I proposed that Dr. Padulla be given the nickname Dr. Derpalahoman. Based on his thoughts and appearance, It's very clever and fitting.

I like it when men say the thing that makes me a woman is the one thing that in no way delineates me from a cockroach. Two X chromosomes is apparently the equivalent of guaranteed reproduction. I don’t know if Dr. Pedulla has an opinion on women who can’t have children, though it would be silly to assume that he didn’t have an opinion on everything that he then liked to whisper in the ears of his political friends. If you’ve read anything I’ve written for The Lost Ogle in the past three years, the one thing that should be abundantly clear is that my ability to reproduce is what defines me, and not my cynicism, nerdiness, and penchant for drunken shenanigans. I’m basically a blogging uterus just waiting to cultivate a seed.

As for poisoning my body, I’m totally for it. I’d like to make it abundantly clear that the poison I put in my body doesn’t come in the form of a daily pill, but in cheaper and more readily available ways. If Dr. Pedulla would like to prevent women like me from poisoning themselves, perhaps he would like ban Diet Coke. It tastes like gasoline and I can’t go a day without reading about all the terrible potential side effects it could cause. But I can’t stop drinking it. Other poisons I ingest on the reg: Nachos Bell Grande from Taco Bell (that cheese isn’t natural), Norman’s water (full of hexavalent chromium), and movie theater popcorn (“butter”).

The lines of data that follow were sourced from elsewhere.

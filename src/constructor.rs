//! Constructor tables for types built by [`crate::Builder`].
//!
//! Rust has no runtime reflection over constructors, so a system under test
//! describes its own: every [`Constructor`] carries a visibility, the ordered
//! list of parameter types and a function that receives the resolved
//! [`Arguments`] and produces the instance.

use bloat_builder_mock::Capability;
use miette::Diagnostic;
use serde::Serialize;
use std::any::{type_name, Any, TypeId};
use std::fmt;
use std::hash::{Hash, Hasher};
use std::sync::Arc;
use thiserror::Error;

/// Error type returned by constructor functions
pub type BoxError = Box<dyn std::error::Error + Send + Sync>;

type Invoke<S> = Box<dyn Fn(&Arguments<'_>) -> Result<S, BoxError>>;
type Synthesize = fn() -> Box<dyn Any>;

/// Types that expose a constructor table
pub trait Constructible: Sized + 'static {
    /// All constructors, in declaration order
    fn constructors() -> Vec<Constructor<Self>>;
}

/// Identity of a dependency: the exact Rust type a parameter receives
#[derive(Clone, Copy, Debug)]
pub struct DependencyType {
    id: TypeId,
    name: &'static str,
}

impl DependencyType {
    pub fn of<D: ?Sized + 'static>() -> Self {
        Self {
            id: TypeId::of::<D>(),
            name: type_name::<D>(),
        }
    }

    pub fn id(&self) -> TypeId {
        self.id
    }

    pub fn name(&self) -> &'static str {
        self.name
    }
}

impl PartialEq for DependencyType {
    fn eq(&self, other: &Self) -> bool {
        self.id == other.id
    }
}

impl Eq for DependencyType {}

impl Hash for DependencyType {
    fn hash<H: Hasher>(&self, state: &mut H) {
        self.id.hash(state);
    }
}

impl fmt::Display for DependencyType {
    fn fmt(&self, f: &mut fmt::Formatter<'_>) -> fmt::Result {
        f.write_str(self.name)
    }
}

/// How a dependency may be synthesized when nobody supplies it
#[derive(Clone, Copy, Debug, PartialEq, Eq, Serialize)]
#[serde(rename_all = "snake_case")]
pub enum DependencyShape {
    /// Interface-shaped, passed as `Arc<dyn Trait>`; always has a strict substitute
    Capability,
    /// Concrete with a parameterless path (`Default`)
    DefaultConstructible,
    /// Concrete and needs arguments; must be supplied explicitly
    Concrete,
}

/// One constructor parameter
#[derive(Clone, Copy)]
pub struct Parameter {
    dependency: DependencyType,
    shape: DependencyShape,
    synthesize: Option<Synthesize>,
}

impl Parameter {
    /// A capability parameter of type `Arc<C>`
    pub fn capability<C: ?Sized + Capability>() -> Self {
        Self {
            dependency: DependencyType::of::<Arc<C>>(),
            shape: DependencyShape::Capability,
            synthesize: Some(strict_capability::<C>),
        }
    }

    pub fn defaultable<T: Default + Clone + 'static>() -> Self {
        Self {
            dependency: DependencyType::of::<T>(),
            shape: DependencyShape::DefaultConstructible,
            synthesize: Some(default_value::<T>),
        }
    }

    pub fn value<T: Clone + 'static>() -> Self {
        Self {
            dependency: DependencyType::of::<T>(),
            shape: DependencyShape::Concrete,
            synthesize: None,
        }
    }

    pub fn dependency(&self) -> DependencyType {
        self.dependency
    }

    pub fn shape(&self) -> DependencyShape {
        self.shape
    }

    /// Produce a fresh substitute, if this parameter has a parameterless path
    pub fn substitute(&self) -> Option<Box<dyn Any>> {
        self.synthesize.map(|synthesize| synthesize())
    }
}

impl fmt::Debug for Parameter {
    fn fmt(&self, f: &mut fmt::Formatter<'_>) -> fmt::Result {
        f.debug_struct("Parameter")
            .field("dependency", &self.dependency.name)
            .field("shape", &self.shape)
            .finish()
    }
}

fn strict_capability<C: ?Sized + Capability>() -> Box<dyn Any> {
    Box::new(C::strict_substitute())
}

fn default_value<T: Default + 'static>() -> Box<dyn Any> {
    Box::new(T::default())
}

#[derive(Clone, Copy, Debug, PartialEq, Eq)]
enum Visibility {
    Public,
    NonPublic,
}

/// A constructor of `S`: visibility, parameter list and the function that runs it.
///
/// ```
/// use bloat_builder::{Constructible, Constructor};
///
/// #[derive(Clone)]
/// struct Port(u16);
///
/// struct Listener {
///     port: Port,
/// }
///
/// impl Constructible for Listener {
///     fn constructors() -> Vec<Constructor<Self>> {
///         vec![Constructor::public("new", |args| {
///             Ok(Listener { port: args.require(0)? })
///         })
///         .value::<Port>()]
///     }
/// }
///
/// let listener = bloat_builder::make::<Listener>()
///     .and_then(|builder| builder.with(Port(8080)))
///     .and_then(|builder| builder.build())
///     .unwrap();
/// assert_eq!(listener.port.0, 8080);
/// ```
pub struct Constructor<S> {
    name: &'static str,
    visibility: Visibility,
    parameters: Vec<Parameter>,
    invoke: Invoke<S>,
}

impl<S> Constructor<S> {
    pub fn public<F>(name: &'static str, invoke: F) -> Self
    where
        F: Fn(&Arguments<'_>) -> Result<S, BoxError> + 'static,
    {
        Self::declare(name, Visibility::Public, invoke)
    }

    /// A constructor that exists but is never selected
    pub fn non_public<F>(name: &'static str, invoke: F) -> Self
    where
        F: Fn(&Arguments<'_>) -> Result<S, BoxError> + 'static,
    {
        Self::declare(name, Visibility::NonPublic, invoke)
    }

    fn declare<F>(name: &'static str, visibility: Visibility, invoke: F) -> Self
    where
        F: Fn(&Arguments<'_>) -> Result<S, BoxError> + 'static,
    {
        Self {
            name,
            visibility,
            parameters: Vec::new(),
            invoke: Box::new(invoke),
        }
    }

    /// Append an `Arc<C>` parameter
    pub fn capability<C: ?Sized + Capability>(self) -> Self {
        self.param(Parameter::capability::<C>())
    }

    /// Append a concrete parameter that falls back to `T::default()`
    pub fn defaultable<T: Default + Clone + 'static>(self) -> Self {
        self.param(Parameter::defaultable::<T>())
    }

    /// Append a concrete parameter that must be supplied explicitly
    pub fn value<T: Clone + 'static>(self) -> Self {
        self.param(Parameter::value::<T>())
    }

    pub fn param(mut self, parameter: Parameter) -> Self {
        self.parameters.push(parameter);
        self
    }

    pub fn name(&self) -> &'static str {
        self.name
    }

    pub fn is_public(&self) -> bool {
        self.visibility == Visibility::Public
    }

    pub fn parameters(&self) -> &[Parameter] {
        &self.parameters
    }

    pub fn arity(&self) -> usize {
        self.parameters.len()
    }

    pub fn invoke(&self, arguments: &Arguments<'_>) -> Result<S, BoxError> {
        (self.invoke)(arguments)
    }
}

impl<S> fmt::Debug for Constructor<S> {
    fn fmt(&self, f: &mut fmt::Formatter<'_>) -> fmt::Result {
        f.debug_struct("Constructor")
            .field("name", &self.name)
            .field("visibility", &self.visibility)
            .field("parameters", &self.parameters)
            .finish()
    }
}

/// Failures reading [`Arguments`] inside a constructor function
#[derive(Debug, Clone, PartialEq, Eq, Error, Diagnostic)]
pub enum ArgumentError {
    #[error("Value cannot be none: parameter {position} ({dependency}) of {sut}")]
    #[diagnostic(
        code(arguments::missing),
        help("The dependency was explicitly set to none with `Builder::with_none`.")
    )]
    Missing {
        sut: &'static str,
        position: usize,
        dependency: &'static str,
    },

    #[error("Parameter {position} of {sut} is declared as {declared}, not {requested}")]
    #[diagnostic(code(arguments::type_mismatch))]
    TypeMismatch {
        sut: &'static str,
        position: usize,
        declared: &'static str,
        requested: &'static str,
    },

    #[error("Constructor of {sut} takes {len} parameters, there is no parameter {position}")]
    #[diagnostic(code(arguments::out_of_range))]
    OutOfRange {
        sut: &'static str,
        position: usize,
        len: usize,
    },
}

/// Resolved constructor arguments, in parameter order
pub struct Arguments<'a> {
    sut: &'static str,
    slots: Vec<(DependencyType, Option<&'a dyn Any>)>,
}

impl<'a> Arguments<'a> {
    pub(crate) fn new(sut: &'static str, slots: Vec<(DependencyType, Option<&'a dyn Any>)>) -> Self {
        Self { sut, slots }
    }

    pub fn len(&self) -> usize {
        self.slots.len()
    }

    pub fn is_empty(&self) -> bool {
        self.slots.is_empty()
    }

    /// The value at `position`, or `None` when it was explicitly set to none
    pub fn optional<D: Clone + 'static>(&self, position: usize) -> Result<Option<D>, ArgumentError> {
        let (dependency, value) = self.slots.get(position).ok_or(ArgumentError::OutOfRange {
            sut: self.sut,
            position,
            len: self.slots.len(),
        })?;

        let Some(value) = value else {
            return Ok(None);
        };

        value
            .downcast_ref::<D>()
            .cloned()
            .map(Some)
            .ok_or(ArgumentError::TypeMismatch {
                sut: self.sut,
                position,
                declared: dependency.name(),
                requested: type_name::<D>(),
            })
    }

    /// The value at `position`; an explicit none is an error
    pub fn require<D: Clone + 'static>(&self, position: usize) -> Result<D, ArgumentError> {
        self.optional(position)?.ok_or_else(|| ArgumentError::Missing {
            sut: self.sut,
            position,
            dependency: self.slots[position].0.name(),
        })
    }
}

It’s not surprising that a Republican would advance a measure that restricts a woman’s access to birth control. This is basically the new party platform. And in a state with one of the highest teen pregnancy rates, you’d think a priority would be to provide more access to birth control. But maybe we’ll try out some of those natural family planning methods that Dr. Pedulla advocates. You know what they call people who use natural family planning methods? Mama and Daddy.